Kartar Singh Sarabha Grewal (1896-1915) was an Indian revolutionary who was amongst the most famous accused in the Lahore conspiracy trial. A leading luminary of the Ghadar Party, Kartar Singh was executed at Lahore in November 1915 for his role in the Ghadar Conspiracy in February 1915.

Early life

Kartar Singh Sarabha Grewal was born into a Grewal Jat Sikh family at village Sarabha in the district of Ludhiana, Punjab, in 1896. His father's name was Sardar Mangal Singh. When he was fifteen, his parents put him on board a ship for America to work there. The ship landed at the American port of San Francisco in January 1912. The American Immigration officer put Indians through rigorous questioning while people of other countries were allowed to pass after slight checks. Kartar Singh asked one of the passengers about this type of behaviour. He told him, "Indians are the citizens of a slave country. As such, they are treated badly." This incident had a great effect on Sarabha.

In 1914, Indians worked in foreign countries either as indentured labourers or soldiers fighting for the consolidation of British rule or extending the boundaries of the British Empire. Kartar enrolled at the University of California at Berkeley (UCB) and also took up the work of picking fruit in orchards. He frequently talked to other Indians about getting his country freed.

The Ghadar Party and Newspaper

On April 21, 1913, the Indians of California assembled and formed the Ghadar Party (Revolution Party). The aim of the Ghadar Party was to get rid of the slavery of the British by means of an armed struggle and set up a national democratic government. Their slogan was "Put at stake everything for the freedom of the country." On the November 1, 1913, the Ghadar Party started printing a paper named Ghadar, which was published in the Punjabi, Hindi, Urdu, Bengali, Gujarati and Pushto languages. Kartar Singh did all the work for that paper.

This paper was sent to Indians living in all countries throughout the world. The purpose of the paper was to unmask the truth about British rule to Indians, impart military training, and explain in details the methods of making and using weapons and explosives.

Within a short time, the Ghadar Party became very famous through its organ: 'The Ghadar". It drew Indians from all walks of life.

Revolt in the Punjab

With the start of World War I in 1914, the British became thoroughly engrossed in the war effort. Thinking it to be a good opportunity, the leaders of the Ghadar Party published the "Decision of Declaration of War" against the British in issue of 'The Ghadar' dated August 5, 1914. Thousands of copies of the paper were distributed among army cantonments, villages and cities. Kartar Singh reached Calcutta via Colombo on board SS Salamin in November 1914: he accompanied two other Gadhar leaders, Satyen Sen and Vishnu Ganesh Pingle, along with a large number of Gadhar freedom fighters. With a letter of introduction from Jatin Mukherjee, the Jugantar leader, Kartar Singh and Pingle met Rash Behari Bose at Benares to inform him that twenty thousand more Gadhar members were expected very soon. A large number of leaders of the Ghadar Party were arrested by the Government at the ports. In spite of these arrests, a meeting was held by members of the Ghadar Party at Ladhouwal near Ludhiana in which it was decided to commit robberies in the houses of the rich to meet requirements of finance for armed action. Two Ghadris, Waryam Singh and Bhai Ram Rakha were killed in a bomb blast in one such raid.

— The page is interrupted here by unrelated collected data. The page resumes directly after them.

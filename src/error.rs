//! Common error types for media-vault

use thiserror::Error;

use crate::store::StoreError;

/// Common result type for media-vault operations
pub type Result<T> = std::result::Result<T, Error>;

/// Errors surfaced by the media-vault core
#[derive(Error, Debug)]
pub enum Error {
    /// Object store operation failed (wraps StoreError)
    #[error("Store error: {0}")]
    Store(#[from] StoreError),

    /// Configuration loading or validation error
    #[error("Configuration error: {0}")]
    Config(String),

    /// Derived-artifact payload could not be parsed
    #[error("Malformed payload: {0}")]
    Payload(#[from] serde_json::Error),

    /// Invalid user input or request parameter
    #[error("Invalid input: {0}")]
    InvalidInput(String),
}
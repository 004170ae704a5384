//! Image metadata and recognition projection
//!
//! Turns the EXIF-style metadata payload and the recognition-label payload
//! into flat display records, and derives a map coordinate from the GPS
//! fields when both are present.

use serde::Deserialize;
use serde_json::Value;

use crate::{Error, Result};

/// Metadata field names feeding coordinate derivation
const GPS_LATITUDE_KEY: &str = "GPSLatitude";
const GPS_LONGITUDE_KEY: &str = "GPSLongitude";

/// One metadata field, value stringified for display
#[derive(Debug, Clone, PartialEq)]
pub struct ImageMetadataRecord {
    pub key: String,
    pub value: String,
}

/// One recognition label with rounded percent confidence
#[derive(Debug, Clone, PartialEq)]
pub struct RecognitionLabel {
    pub word: String,
    pub confidence_percent: u8,
}

/// Decimal-degree coordinate pair
#[derive(Debug, Clone, Copy, PartialEq)]
pub struct GeoCoordinates {
    pub latitude: f64,
    pub longitude: f64,
}

#[derive(Debug, Deserialize)]
struct RecognitionPayload {
    #[serde(rename = "Labels", default)]
    labels: Vec<RecognitionEntry>,
}

#[derive(Debug, Deserialize)]
struct RecognitionEntry {
    #[serde(rename = "Name")]
    name: String,
    #[serde(rename = "Confidence", default)]
    confidence: f64,
}

/// Project the metadata payload: every field of the first record in the
/// payload's list, values stringified. An empty list yields no records.
pub fn project_metadata(payload: &Value) -> Vec<ImageMetadataRecord> {
    let Some(first) = payload.as_array().and_then(|records| records.first()) else {
        return Vec::new();
    };
    let Some(fields) = first.as_object() else {
        return Vec::new();
    };
    fields
        .iter()
        .map(|(key, value)| ImageMetadataRecord {
            key: key.clone(),
            value: stringify(value),
        })
        .collect()
}

/// JSON value to display text: strings unquoted, everything else as JSON
fn stringify(value: &Value) -> String {
    match value {
        Value::String(s) => s.clone(),
        other => other.to_string(),
    }
}

/// Parse raw metadata bytes and project them
pub fn parse_metadata(bytes: &[u8]) -> Result<Vec<ImageMetadataRecord>> {
    let payload: Value = serde_json::from_slice(bytes).map_err(Error::Payload)?;
    Ok(project_metadata(&payload))
}

/// Parse raw recognition bytes into labels, confidence rounded to integer
/// percent
pub fn parse_labels(bytes: &[u8]) -> Result<Vec<RecognitionLabel>> {
    let payload: RecognitionPayload = serde_json::from_slice(bytes).map_err(Error::Payload)?;
    Ok(payload
        .labels
        .into_iter()
        .map(|entry| RecognitionLabel {
            word: entry.name,
            confidence_percent: entry.confidence.round().clamp(0.0, 100.0) as u8,
        })
        .collect())
}

/// Derive a coordinate pair from projected metadata. Both GPS fields must be
/// present and parse; otherwise there is no coordinate and no map marker.
pub fn derive_coordinates(records: &[ImageMetadataRecord]) -> Option<GeoCoordinates> {
    let field = |key: &str| {
        records
            .iter()
            .find(|record| record.key == key)
            .map(|record| record.value.as_str())
    };
    let latitude = exif_to_decimal(field(GPS_LATITUDE_KEY)?)?;
    let longitude = exif_to_decimal(field(GPS_LONGITUDE_KEY)?)?;
    Some(GeoCoordinates {
        latitude,
        longitude,
    })
}

/// Convert an EXIF degrees/minutes/seconds rendering to decimal degrees.
///
/// Accepts the common textual forms: `40 deg 26' 46.30" N`, `40° 26' 46.3"`,
/// or an already-decimal `40.446`. A trailing `S` or `W` hemisphere negates
/// the value. Returns `None` when no numeric component is found.
pub fn exif_to_decimal(text: &str) -> Option<f64> {
    let mut components: Vec<f64> = Vec::new();
    let mut current = String::new();
    for ch in text.chars() {
        if ch.is_ascii_digit() || ch == '.' || (ch == '-' && current.is_empty()) {
            current.push(ch);
        } else if !current.is_empty() {
            if let Ok(n) = current.parse() {
                components.push(n);
            }
            current.clear();
        }
    }
    if !current.is_empty() {
        if let Ok(n) = current.parse() {
            components.push(n);
        }
    }

    let degrees = *components.first()?;
    let minutes = components.get(1).copied().unwrap_or(0.0);
    let seconds = components.get(2).copied().unwrap_or(0.0);

    let magnitude = degrees.abs() + minutes / 60.0 + seconds / 3600.0;
    let southern_or_western = text
        .trim_end()
        .chars()
        .last()
        .is_some_and(|c| matches!(c, 'S' | 's' | 'W' | 'w'));
    let sign = if degrees < 0.0 || southern_or_western {
        -1.0
    } else {
        1.0
    };
    Some(sign * magnitude)
}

After the arrival of Rash Behari Bose at Amritsar on January 25, 1915, it was decided on a meeting on February 12 that the uprising should be started on February 21. It was planned that after capturing the cantonments of Mian Mir and Ferozepur, mutiny was to be engineered near Ambala and Delhi.

Betrayal

Kirpal Singh, a police informer ('mole') in the ranks of the Ghadar Party had a large number of members arrested on February 19 and informed the Government of the planned revolt. The Government disarmed the native soldiers due to which the revolt failed.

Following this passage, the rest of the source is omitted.